研究内容（又は主要成果）（研究期間：H21～H24） 北大・北農研連携による研究内容 研究目的 研究内容（又は主要成果） 研究担当者 北大大学院農学研究院

中国科学院理化技术研究所 Technical Institute of Physics and Chemistry, CAS Technical Institute of Physics and Chemistry, CAS Introduction of Large Cryogenic Engineering.

（国研）建築研究所...国立研究開発法人建築研究所 1 （国研）建築研究所 建築生産研究グループ 主任研究員 石原直 2018.3.2（金） 建築研究所講演会

Itdti fIntroduction of Non-StandardPhysicsStandard …Itdti fIntroduction of Non-StandardPhysicsStandard Physics inNeutrinosin Neutrinos 第20回「宇宙ニトリノニュートリノ」研究会

How to Broaden Our Horizon--- Simply Read Vocabulary 1. researcher n. [C] 研究員 research n. [U] 研究 v. [T] 研 究 research n. [U] 研究 v. [T] 研 究 例： The.

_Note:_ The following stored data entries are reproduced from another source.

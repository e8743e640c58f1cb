//! Recursive random expansion of non-terminals into terminal text.

use rand::Rng;
use rand::seq::SliceRandom;

use crate::grammar::{Production, RuleTable, Token};

/// Expands symbols of a [`RuleTable`] by picking productions at random.
///
/// Every non-terminal occurrence makes its own uniform choice; nothing is
/// memoized between calls.
pub struct Expander<'a, R: Rng> {
    rules: &'a RuleTable,
    rng: R,
}

impl<'a, R: Rng> Expander<'a, R> {
    /// Create an expander over `rules` drawing choices from `rng`
    pub fn new(rules: &'a RuleTable, rng: R) -> Self {
        Expander { rules, rng }
    }

    /// Expand `symbol` into raw terminal text.
    ///
    /// Undefined symbols, and symbols with no productions, expand to `""`.
    /// Each terminal is followed by one space; the result is neither trimmed
    /// nor punctuation-normalized.
    pub fn expand(&mut self, symbol: &str) -> String {
        let rules = self.rules;
        match rules
            .get(symbol)
            .and_then(|productions| productions.choose(&mut self.rng))
        {
            Some(production) => self.expand_production(production),
            None => String::new(),
        }
    }

    /// Expand every token of one production, in order.
    pub fn expand_production(&mut self, production: &Production) -> String {
        let mut result = String::new();
        for token in &production.tokens {
            match token {
                Token::Terminal(text) => {
                    result.push_str(text);
                    result.push(' ');
                }
                Token::NonTerminal(name) => {
                    let expanded = self.expand(name);
                    result.push_str(&expanded);
                }
            }
        }
        result
    }
}
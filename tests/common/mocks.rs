use async_trait::async_trait;
use swasthya_sahayak::{
    Error, Result,
    llm::{GenerationRequest, GenerationResponse, LlmClient},
};
use std::sync::{Arc, Mutex};

/// Mock LLM client that replays scripted raw replies
#[derive(Debug, Clone)]
pub struct MockLlmClient {
    pub replies: Arc<Mutex<Vec<String>>>,
    pub requests: Arc<Mutex<Vec<GenerationRequest>>>,
    pub error: Option<String>,
}

impl MockLlmClient {
    pub fn new() -> Self {
        Self {
            replies: Arc::new(Mutex::new(Vec::new())),
            requests: Arc::new(Mutex::new(Vec::new())),
            error: None,
        }
    }

    pub fn with_reply(self, reply: impl Into<String>) -> Self {
        self.replies.lock().unwrap().push(reply.into());
        self
    }

    pub fn with_error(mut self, error: impl Into<String>) -> Self {
        self.error = Some(error.into());
        self
    }

    pub fn get_requests(&self) -> Vec<GenerationRequest> {
        self.requests.lock().unwrap().clone()
    }

    pub fn call_count(&self) -> usize {
        self.requests.lock().unwrap().len()
    }
}

#[async_trait]
impl LlmClient for MockLlmClient {
    async fn generate(&self, request: GenerationRequest) -> Result<GenerationResponse> {
        self.requests.lock().unwrap().push(request);

        if let Some(ref error) = self.error {
            return Err(Error::provider(error.clone()));
        }

        let mut replies = self.replies.lock().unwrap();
        if replies.is_empty() {
            return Err(Error::provider("No more mock replies available"));
        }

        Ok(GenerationResponse {
            model: "mock-model".to_string(),
            content: replies.remove(0),
            usage: None,
        })
    }
}

impl Default for MockLlmClient {
    fn default() -> Self {
        Self::new()
    }
}

mockall::mock! {
    pub Provider {}

    #[async_trait]
    impl LlmClient for Provider {
        async fn generate(&self, request: GenerationRequest) -> Result<GenerationResponse>;
    }
}
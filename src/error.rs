use thiserror::Error;

pub type Result<T> = std::result::Result<T, Error>;

#[derive(Error, Debug)]
pub enum Error {
    #[error("Configuration error: {0}")]
    Config(String),

    #[error("Invalid {field}: {message}")]
    Validation { field: String, message: String },

    #[error("Provider error: {0}")]
    Provider(String),

    #[error("Reply for {operation} does not match its output shape: {reason}")]
    Shape { operation: String, reason: String },

    #[error("{feature} is not implemented yet")]
    NotImplemented { feature: String },

    #[error("Serialization error: {0}")]
    Serialization(#[from] serde_json::Error),

    #[error("YAML error: {0}")]
    Yaml(#[from] serde_yaml::Error),

    #[error("IO error: {0}")]
    Io(#[from] std::io::Error),

    #[error("Network error: {0}")]
    Network(#[from] reqwest::Error),

    #[error("Address parse error: {0}")]
    AddrParse(#[from] std::net::AddrParseError),

    #[error("OpenAI error: {0}")]
    OpenAi(#[from] async_openai::error::OpenAIError),

    #[error("Internal error: {0}")]
    Internal(String),
}

impl Error {
    pub fn config(msg: impl Into<String>) -> Self {
        Self::Config(msg.into())
    }

    pub fn validation(field: impl Into<String>, message: impl Into<String>) -> Self {
        Self::Validation {
            field: field.into(),
            message: message.into(),
        }
    }

    pub fn provider(msg: impl Into<String>) -> Self {
        Self::Provider(msg.into())
    }

    pub fn shape(operation: impl Into<String>, reason: impl Into<String>) -> Self {
        Self::Shape {
            operation: operation.into(),
            reason: reason.into(),
        }
    }

    pub fn not_implemented(feature: impl Into<String>) -> Self {
        Self::NotImplemented {
            feature: feature.into(),
        }
    }

    pub fn internal(msg: impl Into<String>) -> Self {
        Self::Internal(msg.into())
    }

    /// Provider and shape failures collapse into one generic outcome for callers.
    pub fn is_operation_failure(&self) -> bool {
        matches!(
            self,
            Self::Provider(_) | Self::Shape { .. } | Self::OpenAi(_) | Self::Network(_)
        )
    }

    pub fn is_validation(&self) -> bool {
        matches!(self, Self::Validation { .. })
    }
}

x`UV - TMU PHYSICS...全学理学研究科委員会委員平成16年度全学理学研究科委員全学理学研究科一般教育委員浜津理学研究科長佐藤学力検査委員

Wireless Internet 研究群研究能量與研發成果

及体科学研究勰匰磁務印及動研究分野⾼奈研究室 · 及体科学研究勰匰磁務印及動研究分野⾼奈研究室主な研究内容の紹介及体科学研究勰

研究背景與動機研究之重要性研究問題文獻回顧研究架構

（別紙1−3 mercari R4D 共同研究パートナー・研究 …（別紙1−3）【mercari R4D 共同研究パートナー・研究テーマ】研究テーマ概要共同研究パートナー

ソフトウェア分析学研究室の研究テーマanalytics.jpn.org/ResearchTopics20180222a.pdfソフトウェア分析学研究室の研究テーマ岡山大学大学院自然科学研究科

研究范式和研究方法介绍

20131209 CSEC ITリスク研究会デジタルフォレンジック研究会合同研究会

ビルマネジメントビジネス研究会略称：ＢＭＢ研究会２００４

一、緒論本章僅就本研究的研究背景、研究動機、研究目標、研 … · 一、緒論本章僅就本研究的研究背景、研究動機、研究目標、研究的重要性及本研究的

研究内容（又は主要成果）（研究期間：H21～H24）北大・北農研連携による研究内容研究目的研究内容（又は主要成果）研究担当者北大大学院農学研究院

（国研）建築研究所...国立研究開発法人建築研究所 1 （国研）建築研究所建築生産研究グループ主任研究員石原直 2018.3.2（金）建築研究所講演会

How to Broaden Our Horizon--- Simply Read Vocabulary 1. researcher n. [C] 研究員 research n. [U] 研究 v. [T] 研究 research n. [U] 研究 v. [T] 研究例： The.